------ Data for processing

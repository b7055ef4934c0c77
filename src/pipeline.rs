//! End-to-end enrichment of tracker output.
//!
//! This module provides the seam to the external detector/tracker and the
//! pipeline that runs every enrichment stage over a decoded video.

mod runner;
mod source;

pub use runner::{Enrichment, EnrichmentPipeline, RunError};
pub use source::TrackSource;
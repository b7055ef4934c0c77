//! Ball possession per frame and its team sequence.

use serde::{Deserialize, Serialize};

use crate::geometry::{BBox, distance};
use crate::tracks::{FrameTracks, Team, TrackId};

/// Distances closer than this are treated as equal.
const TIE_TOLERANCE: f32 = 1e-4;

/// Tunables of the possession resolver.
#[derive(Debug, Clone, PartialEq, Serialize, Deserialize)]
#[serde(default)]
pub struct PossessionConfig {
    /// A player only gets the ball when its foot point is strictly closer
    /// than this to the ball center.
    pub max_distance: f32,
}

impl Default for PossessionConfig {
    fn default() -> Self {
        Self { max_distance: 70.0 }
    }
}

/// Assigns the ball to the nearest player and carries the last possessing
/// team over frames where nobody is close enough.
#[derive(Debug, Clone)]
pub struct PossessionResolver {
    config: PossessionConfig,
    last: Option<Team>,
}

impl PossessionResolver {
    pub fn new(config: PossessionConfig) -> Self {
        Self { config, last: None }
    }

    /// Team recorded for the most recent frame.
    pub fn last(&self) -> Option<Team> {
        self.last
    }

    /// Nearest qualifying player of a frame.
    ///
    /// Players are visited in ascending track id and only a strictly smaller
    /// distance replaces the current best, so equidistant players resolve to
    /// the lowest id.
    pub fn nearest_player(&self, players: &FrameTracks, ball: &BBox) -> Option<TrackId> {
        let ball_center = ball.center();
        let mut best: Option<(TrackId, f32)> = None;
        for (&id, record) in players {
            let d = distance(record.bbox().foot_position(), ball_center);
            if d >= self.config.max_distance {
                continue;
            }
            match best {
                Some((_, best_d)) if d >= best_d - TIE_TOLERANCE => {}
                _ => best = Some((id, d)),
            }
        }
        best.map(|(id, _)| id)
    }

    /// Resolve one frame: mark the possessor's `has_ball` and return the
    /// frame's possession entry.
    ///
    /// Flags left over from earlier runs are cleared first. With no
    /// qualifying player, no record is marked and the previous frame's entry
    /// is repeated.
    pub fn step(&mut self, players: &mut FrameTracks, ball: &BBox) -> FramePossession {
        for record in players.values_mut() {
            record.has_ball = false;
        }
        let player = self.nearest_player(players, ball);
        if let Some(record) = player.and_then(|id| players.get_mut(&id)) {
            record.has_ball = true;
            self.last = Some(record.team.unwrap_or(Team::Unknown));
        }
        FramePossession {
            player,
            team: self.last,
        }
    }
}

/// Outcome of resolving one frame.
#[derive(Debug, Clone, Copy, PartialEq, Eq)]
pub struct FramePossession {
    /// Player marked with the ball, if any qualified.
    pub player: Option<TrackId>,
    /// Possession entry of the frame, carried over when `player` is `None`.
    pub team: Option<Team>,
}

/// Running share of frames controlled by each team, up to and including
/// every frame.
///
/// Frames without a known possessing team do not count towards either side;
/// before the first such frame both shares are zero.
pub fn possession_share(possession: &[Option<Team>]) -> Vec<[f32; 2]> {
    let mut counts = [0usize; 2];
    possession
        .iter()
        .map(|entry| {
            if let Some(i) = entry.and_then(Team::index) {
                counts[i] += 1;
            }
            let total = counts[0] + counts[1];
            if total == 0 {
                [0.0, 0.0]
            } else {
                [
                    counts[0] as f32 / total as f32,
                    counts[1] as f32 / total as f32,
                ]
            }
        })
        .collect()
}
//! Error types for the enrichment pipeline.

use thiserror::Error;

/// Result type for enrichment operations.
pub type Result<T> = std::result::Result<T, Error>;

/// Fatal precondition failures. Degraded per-frame conditions never surface
/// here; they are counted in [`crate::Diagnostics`] instead.
#[derive(Debug, Error)]
pub enum Error {
    #[error("frame sequence is empty")]
    EmptyFrames,

    #[error("ball was not detected in any frame")]
    NoBallDetections,

    #[error(
        "team initialization needs at least two distinct player colors in the first frame, \
         found {found}"
    )]
    InsufficientPlayers { found: usize },

    #[error("track dataset covers {tracks} frames but {frames} frames were supplied")]
    FrameCountMismatch { frames: usize, tracks: usize },

    #[error("frame {frame} holds {count} ball tracks, at most one is allowed")]
    MultipleBalls { frame: usize, count: usize },

    #[error("camera movement sequence has {movements} entries for {frames} frames")]
    MovementCountMismatch { frames: usize, movements: usize },

    #[error("invalid configuration: {0}")]
    Config(#[from] serde_json::Error),

    #[error("IO error: {0}")]
    Io(#[from] std::io::Error),
}
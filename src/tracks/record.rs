use serde::{Deserialize, Serialize};

use crate::geometry::{BBox, Point};

/// Identifier assigned by the external tracker, stable across frames.
pub type TrackId = u32;

/// Track id under which the ball is stored in every frame.
pub const BALL_TRACK_ID: TrackId = 1;

/// Object class of a tracked entity.
#[derive(Debug, Clone, Copy, PartialEq, Eq, Hash, Serialize, Deserialize)]
#[serde(rename_all = "lowercase")]
pub enum ObjectClass {
    Player,
    Referee,
    Ball,
}

impl ObjectClass {
    pub const ALL: [ObjectClass; 3] = [
        ObjectClass::Player,
        ObjectClass::Referee,
        ObjectClass::Ball,
    ];
}

/// Team label of a player.
///
/// Serialized as `1`, `2`, or `0` for a player whose shirt color could not be
/// read.
#[derive(Debug, Clone, Copy, PartialEq, Eq, Hash, Serialize, Deserialize)]
#[serde(into = "u8", try_from = "u8")]
pub enum Team {
    One,
    Two,
    Unknown,
}

impl Team {
    /// Cluster index of a known team.
    pub fn index(self) -> Option<usize> {
        match self {
            Team::One => Some(0),
            Team::Two => Some(1),
            Team::Unknown => None,
        }
    }

    pub fn from_index(index: usize) -> Self {
        match index {
            0 => Team::One,
            1 => Team::Two,
            _ => Team::Unknown,
        }
    }
}

impl From<Team> for u8 {
    fn from(team: Team) -> u8 {
        match team {
            Team::One => 1,
            Team::Two => 2,
            Team::Unknown => 0,
        }
    }
}

impl TryFrom<u8> for Team {
    type Error = String;

    fn try_from(v: u8) -> Result<Self, Self::Error> {
        match v {
            1 => Ok(Team::One),
            2 => Ok(Team::Two),
            0 => Ok(Team::Unknown),
            other => Err(format!("invalid team label {other}")),
        }
    }
}

/// An 8-bit RGB triple.
#[derive(Debug, Clone, Copy, PartialEq, Eq, Serialize, Deserialize)]
pub struct Rgb(pub [u8; 3]);

impl Rgb {
    /// Round a floating point color to the nearest 8-bit triple.
    pub fn from_f32(c: [f32; 3]) -> Self {
        Rgb(c.map(|v| v.round().clamp(0.0, 255.0) as u8))
    }
}

/// One tracked entity in one frame.
///
/// `bbox` belongs to the tracker and is read-only here; every other field is
/// derived by the enrichment stages and stays `None` / `false` until the
/// owning stage has run.
#[derive(Debug, Clone, PartialEq, Serialize, Deserialize)]
pub struct TrackRecord {
    bbox: BBox,
    #[serde(default, skip_serializing_if = "Option::is_none")]
    pub position: Option<Point>,
    #[serde(default, skip_serializing_if = "Option::is_none")]
    pub position_adjusted: Option<Point>,
    #[serde(default, skip_serializing_if = "Option::is_none")]
    pub team: Option<Team>,
    #[serde(default, skip_serializing_if = "Option::is_none")]
    pub team_color: Option<Rgb>,
    #[serde(default)]
    pub has_ball: bool,
}

impl TrackRecord {
    pub fn new(bbox: BBox) -> Self {
        Self {
            bbox,
            position: None,
            position_adjusted: None,
            team: None,
            team_color: None,
            has_ball: false,
        }
    }

    #[inline]
    pub fn bbox(&self) -> BBox {
        self.bbox
    }

    /// Reference point of the record for its class.
    pub fn reference_point(&self, class: ObjectClass) -> Point {
        match class {
            ObjectClass::Ball => self.bbox.center(),
            ObjectClass::Player | ObjectClass::Referee => self.bbox.foot_position(),
        }
    }
}
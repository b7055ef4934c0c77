//! Command line front-end: enrich a tracks JSON file against a directory of
//! decoded frames.

use std::fs;
use std::path::{Path, PathBuf};

use anyhow::{Context, Result, bail};
use clap::Parser;
use tracing::info;
use tracing_subscriber::{EnvFilter, fmt, prelude::*};

use pitch_tracks::{ArtifactCache, EnrichmentPipeline, Frame, PipelineConfig, Tracks};

#[derive(Parser, Debug)]
#[command(name = "pitch-tracks")]
#[command(about = "Add camera-stabilized positions, teams and ball possession to football tracks")]
struct Args {
    /// Raw tracks JSON (`players`, `referees`, `ball` per frame)
    #[arg(long, value_name = "PATH")]
    tracks: PathBuf,
    /// Directory of decoded frames, ordered by file name with digit runs
    /// compared numerically (`frame_2.png` before `frame_10.png`)
    #[arg(long, value_name = "DIR")]
    frames_dir: PathBuf,
    /// Enriched output JSON
    #[arg(long, value_name = "PATH")]
    output: PathBuf,
    /// Pipeline configuration JSON; defaults are used for missing fields
    #[arg(long, value_name = "PATH")]
    config: Option<PathBuf>,
    /// Directory for cached camera movements
    #[arg(long, value_name = "DIR")]
    cache_dir: Option<PathBuf>,
    /// Stable cache key, defaults to the frames directory path
    #[arg(long)]
    cache_key: Option<String>,
}

fn main() -> Result<()> {
    let use_json = std::env::var("LOG_FORMAT")
        .map(|v| v.eq_ignore_ascii_case("json"))
        .unwrap_or(false);
    let env_filter =
        EnvFilter::try_from_default_env().unwrap_or_else(|_| EnvFilter::new("pitch_tracks=info"));
    if use_json {
        tracing_subscriber::registry()
            .with(fmt::layer().json())
            .with(env_filter)
            .init();
    } else {
        tracing_subscriber::registry()
            .with(fmt::layer().with_target(true))
            .with(env_filter)
            .init();
    }

    let args = Args::parse();

    let config = match &args.config {
        Some(path) => PipelineConfig::from_json_file(path)
            .with_context(|| format!("failed to load config {}", path.display()))?,
        None => PipelineConfig::default(),
    };

    let tracks_json = fs::read_to_string(&args.tracks)
        .with_context(|| format!("failed to read tracks {}", args.tracks.display()))?;
    let tracks: Tracks = serde_json::from_str(&tracks_json).context("failed to parse tracks JSON")?;

    let frames = read_frames(&args.frames_dir)?;
    info!(frames = frames.len(), dir = %args.frames_dir.display(), "frames loaded");

    let mut pipeline = EnrichmentPipeline::new(config);
    if let Some(dir) = &args.cache_dir {
        let key = args
            .cache_key
            .clone()
            .unwrap_or_else(|| args.frames_dir.display().to_string());
        pipeline = pipeline.with_cache(ArtifactCache::new(dir), key);
    }

    let enrichment = pipeline.run(&frames, tracks)?;

    let out = serde_json::to_string(&enrichment).context("failed to serialize output")?;
    fs::write(&args.output, out)
        .with_context(|| format!("failed to write {}", args.output.display()))?;

    if let Some([one, two]) = enrichment.possession_share.last() {
        info!(
            team_one = format!("{:.2}%", one * 100.0),
            team_two = format!("{:.2}%", two * 100.0),
            "ball control"
        );
    }
    info!(output = %args.output.display(), "enriched tracks written");
    Ok(())
}

fn read_frames(dir: &Path) -> Result<Vec<Frame>> {
    let mut paths: Vec<PathBuf> = fs::read_dir(dir)
        .with_context(|| format!("failed to list {}", dir.display()))?
        .filter_map(|entry| entry.ok().map(|e| e.path()))
        .filter(|p| {
            p.extension()
                .and_then(|e| e.to_str())
                .map(|e| matches!(e.to_ascii_lowercase().as_str(), "png" | "jpg" | "jpeg" | "bmp"))
                .unwrap_or(false)
        })
        .collect();
    paths.sort_by_cached_key(|p| natural_key(p));
    if paths.is_empty() {
        bail!("no frame images found in {}", dir.display());
    }

    paths
        .iter()
        .map(|path| {
            let img = image::open(path)
                .with_context(|| format!("failed to decode {}", path.display()))?
                .to_rgb8();
            let (width, height) = img.dimensions();
            Frame::from_rgb(width as usize, height as usize, img.into_raw())
                .with_context(|| format!("unexpected pixel layout in {}", path.display()))
        })
        .collect()
}

/// Chunk of a file name; digit runs compare by value.
#[derive(Debug, Clone, PartialEq, Eq, PartialOrd, Ord)]
enum NameChunk {
    Number(u128),
    Text(String),
}

fn natural_key(path: &Path) -> Vec<NameChunk> {
    let name = path
        .file_name()
        .map(|n| n.to_string_lossy().into_owned())
        .unwrap_or_default();
    let mut chunks = Vec::new();
    let mut rest = name.as_str();
    while let Some(c) = rest.chars().next() {
        let is_digit = c.is_ascii_digit();
        let end = rest
            .find(|ch: char| ch.is_ascii_digit() != is_digit)
            .unwrap_or(rest.len());
        let (head, tail) = rest.split_at(end);
        chunks.push(match head.parse() {
            Ok(n) if is_digit => NameChunk::Number(n),
            _ => NameChunk::Text(head.to_string()),
        });
        rest = tail;
    }
    chunks
}
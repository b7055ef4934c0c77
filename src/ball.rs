//! Gap filling for the intermittently detected ball.

use crate::error::{Error, Result};
use crate::geometry::BBox;
use crate::tracks::{BALL_TRACK_ID, FrameTracks, TrackRecord};

/// Fill the missing entries of a per-frame box series.
///
/// Interior gaps are interpolated linearly between the surrounding
/// detections, a leading gap takes the first detection and a trailing gap
/// keeps the last one. Returns `None` when the series holds no detection.
pub fn interpolate_series(series: &[Option<BBox>]) -> Option<Vec<BBox>> {
    let known: Vec<(usize, BBox)> = series
        .iter()
        .enumerate()
        .filter_map(|(i, b)| b.map(|b| (i, b)))
        .collect();
    let (&(first_idx, first), &(_, last)) = (known.first()?, known.last()?);

    let mut out = Vec::with_capacity(series.len());
    let mut next = 0;
    for i in 0..series.len() {
        while next < known.len() && known[next].0 < i {
            next += 1;
        }
        let value = match known.get(next) {
            Some(&(idx, b)) if idx == i => b,
            _ if i < first_idx => first,
            Some(&(idx, b)) => {
                let (prev_idx, prev) = known[next - 1];
                let t = (i - prev_idx) as f32 / (idx - prev_idx) as f32;
                prev.lerp(&b, t)
            }
            None => last,
        };
        out.push(value);
    }
    Some(out)
}

/// Densify the ball track so every frame holds exactly one ball record under
/// [`BALL_TRACK_ID`].
///
/// Detected frames keep their record; filled frames get a fresh record with
/// only the box set.
pub fn interpolate_ball(ball: &[FrameTracks]) -> Result<Vec<FrameTracks>> {
    let series: Vec<Option<BBox>> = ball
        .iter()
        .map(|frame| frame.values().next().map(TrackRecord::bbox))
        .collect();
    let dense = interpolate_series(&series).ok_or(Error::NoBallDetections)?;

    Ok(ball
        .iter()
        .zip(dense)
        .map(|(frame, bbox)| {
            let record = frame
                .values()
                .next()
                .cloned()
                .unwrap_or_else(|| TrackRecord::new(bbox));
            FrameTracks::from([(BALL_TRACK_ID, record)])
        })
        .collect())
}

/// Number of frames without a ball detection.
pub fn missing_frames(ball: &[FrameTracks]) -> usize {
    ball.iter().filter(|frame| frame.is_empty()).count()
}

#[cfg(test)]
mod tests {
    use super::*;

    fn b(x: f32) -> BBox {
        BBox::new(x, 100.0, x + 10.0, 110.0)
    }

    #[test]
    fn test_interior_gap_is_linear() {
        let mut series = vec![None; 11];
        series[0] = Some(b(100.0));
        series[10] = Some(b(200.0));
        let dense = interpolate_series(&series).unwrap();
        assert_eq!(dense.len(), 11);
        assert_eq!(dense[5], BBox::new(150.0, 100.0, 160.0, 110.0));
        assert_eq!(dense[1], b(110.0));
        assert_eq!(dense[10], b(200.0));
    }

    #[test]
    fn test_leading_and_trailing_gaps() {
        let series = vec![None, None, Some(b(10.0)), None, Some(b(30.0)), None];
        let dense = interpolate_series(&series).unwrap();
        assert_eq!(
            dense,
            vec![b(10.0), b(10.0), b(10.0), b(20.0), b(30.0), b(30.0)]
        );
    }

    #[test]
    fn test_no_detection() {
        assert!(interpolate_series(&[None, None]).is_none());
        assert!(interpolate_series(&[]).is_none());
        let err = interpolate_ball(&[FrameTracks::new(), FrameTracks::new()]).unwrap_err();
        assert!(matches!(err, Error::NoBallDetections));
    }

    #[test]
    fn test_interpolate_ball_rekeys_and_keeps_detections() {
        let mut detected = TrackRecord::new(b(0.0));
        detected.has_ball = true;
        let ball = vec![
            FrameTracks::from([(7, detected.clone())]),
            FrameTracks::new(),
            FrameTracks::from([(1, TrackRecord::new(b(20.0)))]),
        ];
        let dense = interpolate_ball(&ball).unwrap();
        assert_eq!(dense[0][&BALL_TRACK_ID], detected);
        assert_eq!(dense[1][&BALL_TRACK_ID].bbox(), b(10.0));
        assert_eq!(missing_frames(&ball), 1);
        assert_eq!(missing_frames(&dense), 0);
    }

    #[test]
    fn test_dense_series_is_unchanged() {
        let ball: Vec<FrameTracks> = (0..4)
            .map(|i| FrameTracks::from([(BALL_TRACK_ID, TrackRecord::new(b(i as f32 * 3.0)))]))
            .collect();
        assert_eq!(interpolate_ball(&ball).unwrap(), ball);
    }
}
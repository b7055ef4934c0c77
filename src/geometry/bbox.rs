use serde::{Deserialize, Serialize};

use super::Point;

/// Axis-aligned bounding box in TLBR format (x1, y1, x2, y2), as produced by
/// the detector.
///
/// Serialized as a plain `[x1, y1, x2, y2]` array.
#[derive(Debug, Clone, Copy, Default, PartialEq, Serialize, Deserialize)]
#[serde(from = "[f32; 4]", into = "[f32; 4]")]
pub struct BBox {
    /// Top-left x coordinate
    pub x1: f32,
    /// Top-left y coordinate
    pub y1: f32,
    /// Bottom-right x coordinate
    pub x2: f32,
    /// Bottom-right y coordinate
    pub y2: f32,
}

impl BBox {
    #[inline]
    pub fn new(x1: f32, y1: f32, x2: f32, y2: f32) -> Self {
        Self { x1, y1, x2, y2 }
    }

    /// Create a box from TLWH format (top-left x, top-left y, width, height).
    #[inline]
    pub fn from_tlwh(x: f32, y: f32, width: f32, height: f32) -> Self {
        Self {
            x1: x,
            y1: y,
            x2: x + width,
            y2: y + height,
        }
    }

    #[inline]
    pub fn to_tlbr(&self) -> [f32; 4] {
        [self.x1, self.y1, self.x2, self.y2]
    }

    #[inline]
    pub fn width(&self) -> f32 {
        self.x2 - self.x1
    }

    #[inline]
    pub fn height(&self) -> f32 {
        self.y2 - self.y1
    }

    /// Center of the box.
    #[inline]
    pub fn center(&self) -> Point {
        Point::new((self.x1 + self.x2) / 2.0, (self.y1 + self.y2) / 2.0)
    }

    /// Bottom-center of the box, the ground contact point of a standing person.
    #[inline]
    pub fn foot_position(&self) -> Point {
        Point::new((self.x1 + self.x2) / 2.0, self.y2)
    }

    /// Linear blend `self + (other - self) * t`, componentwise.
    #[inline]
    pub fn lerp(&self, other: &BBox, t: f32) -> BBox {
        BBox {
            x1: self.x1 + (other.x1 - self.x1) * t,
            y1: self.y1 + (other.y1 - self.y1) * t,
            x2: self.x2 + (other.x2 - self.x2) * t,
            y2: self.y2 + (other.y2 - self.y2) * t,
        }
    }
}

impl From<[f32; 4]> for BBox {
    fn from(v: [f32; 4]) -> Self {
        BBox::new(v[0], v[1], v[2], v[3])
    }
}

impl From<BBox> for [f32; 4] {
    fn from(b: BBox) -> Self {
        b.to_tlbr()
    }
}
//! Camera egomotion estimation from background optical flow.
//!
//! Features are seeded inside vertical bands of the frame that are assumed to
//! show static background (advertising boards, stands), tracked frame to frame
//! with pyramidal Lucas-Kanade, and the largest feature displacement is taken
//! as the camera translation for that frame.

mod config;
mod estimator;
mod features;
mod optical_flow;
mod pyramid;

pub use config::CameraMotionConfig;
pub use estimator::{
    CameraMotionEstimator, CameraMovement, FlowState, MotionEstimate, StepKind, StepOutcome,
    adjust_positions, select_dominant_motion,
};
pub use features::FeatureDetector;
pub use optical_flow::{FlowResult, FlowStatus, LucasKanade};
pub use pyramid::{Pyramid, interpolate_bilinear};
use serde::{Deserialize, Serialize};

/// A 2D point in pixel coordinates.
#[derive(Debug, Clone, Copy, Default, PartialEq, Serialize, Deserialize)]
pub struct Point {
    pub x: f32,
    pub y: f32,
}

impl Point {
    #[inline]
    pub fn new(x: f32, y: f32) -> Self {
        Self { x, y }
    }
}

/// Euclidean distance between two points.
#[inline]
pub fn distance(a: Point, b: Point) -> f32 {
    ((a.x - b.x).powi(2) + (a.y - b.y).powi(2)).sqrt()
}

/// Signed per-axis offset `a - b`.
#[inline]
pub fn xy_distance(a: Point, b: Point) -> (f32, f32) {
    (a.x - b.x, a.y - b.y)
}

#[cfg(test)]
mod tests {
    use super::*;

    #[test]
    fn test_distance() {
        let a = Point::new(0.0, 0.0);
        let b = Point::new(3.0, 4.0);
        assert_eq!(distance(a, b), 5.0);
        assert_eq!(distance(b, a), 5.0);
    }

    #[test]
    fn test_xy_distance_is_signed() {
        let a = Point::new(10.0, 2.0);
        let b = Point::new(4.0, 7.0);
        assert_eq!(xy_distance(a, b), (6.0, -5.0));
        assert_eq!(xy_distance(b, a), (-6.0, 5.0));
    }
}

------------

(Your assignment)
Copy out all the lines of the records that include "when".

(Exercise solution)
    /// A player only gets the ball when its foot point is strictly closer
    /// Possession entry of the frame, carried over when `player` is `None`.
/// keeps the last one. Returns `None` when the series holds no detection.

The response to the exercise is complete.